**Task goal**.
Give again, word for word, every line below from the one that has "revision, ActiveModel, Entity" through the one that has "let model = ActiveModel", both included, and no others.

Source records
· · ·
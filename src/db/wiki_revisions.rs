//! Database operations for wiki revisions.
//!
//! Revisions are append-only: there is no update or delete here.

use chrono::Utc;
use sea_orm::{
    ActiveModelTrait, ColumnTrait, ConnectionTrait, DatabaseConnection, EntityTrait, QueryFilter,
    QueryOrder, Set,
};
use uuid::Uuid;

use crate::entity::wiki_page;
use crate::entity::wiki_revision::{self as revision, ActiveModel, Entity as Revision};
use crate::error::AppResult;

/// Store a snapshot of `page` as it was before an edit.
///
/// `edited_by` and `summary` describe the edit that superseded this state.
/// Takes any connection so it can run inside the edit's transaction.
pub async fn insert_snapshot<C: ConnectionTrait>(
    conn: &C,
    page: &wiki_page::Model,
    edited_by: Option<&str>,
    summary: Option<&str>,
) -> AppResult<revision::Model> {
    let model = ActiveModel {
        id: Set(Uuid::now_v7()),
        page_id: Set(page.id),
        revision_number: Set(page.revision),
        title: Set(page.title.clone()),
        description: Set(page.description.clone()),
        content: Set(page.content.clone()),
        category: Set(page.category.clone()),
        subcategory: Set(page.subcategory.clone()),
        tags: Set(page.tags.clone()),
        image_url: Set(page.image_url.clone()),
        status: Set(page.status.clone()),
        edited_by: Set(edited_by.map(str::to_string)),
        summary: Set(summary.map(str::to_string)),
        created_at: Set(Utc::now()),
    };

    Ok(model.insert(conn).await?)
}

/// All revisions of a page, oldest first.
pub async fn list_for_page(
    db: &DatabaseConnection,
    page_id: Uuid,
) -> AppResult<Vec<revision::Model>> {
    let result = Revision::find()
        .filter(revision::Column::PageId.eq(page_id))
        .order_by_asc(revision::Column::CreatedAt)
        .order_by_asc(revision::Column::RevisionNumber)
        .all(db)
        .await?;

    Ok(result)
}

/// Get one revision, scoped to its page.
pub async fn get(
    db: &DatabaseConnection,
    page_id: Uuid,
    revision_id: Uuid,
) -> AppResult<Option<revision::Model>> {
    let result = Revision::find_by_id(revision_id)
        .filter(revision::Column::PageId.eq(page_id))
        .one(db)
        .await?;

    Ok(result)
}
· · ·
**Written response**.
use crate::entity::wiki_revision::{self as revision, ActiveModel, Entity as Revision};
use crate::error::AppResult;

/// Store a snapshot of `page` as it was before an edit.
///
/// `edited_by` and `summary` describe the edit that superseded this state.
/// Takes any connection so it can run inside the edit's transaction.
pub async fn insert_snapshot<C: ConnectionTrait>(
    conn: &C,
    page: &wiki_page::Model,
    edited_by: Option<&str>,
    summary: Option<&str>,
) -> AppResult<revision::Model> {
    let model = ActiveModel {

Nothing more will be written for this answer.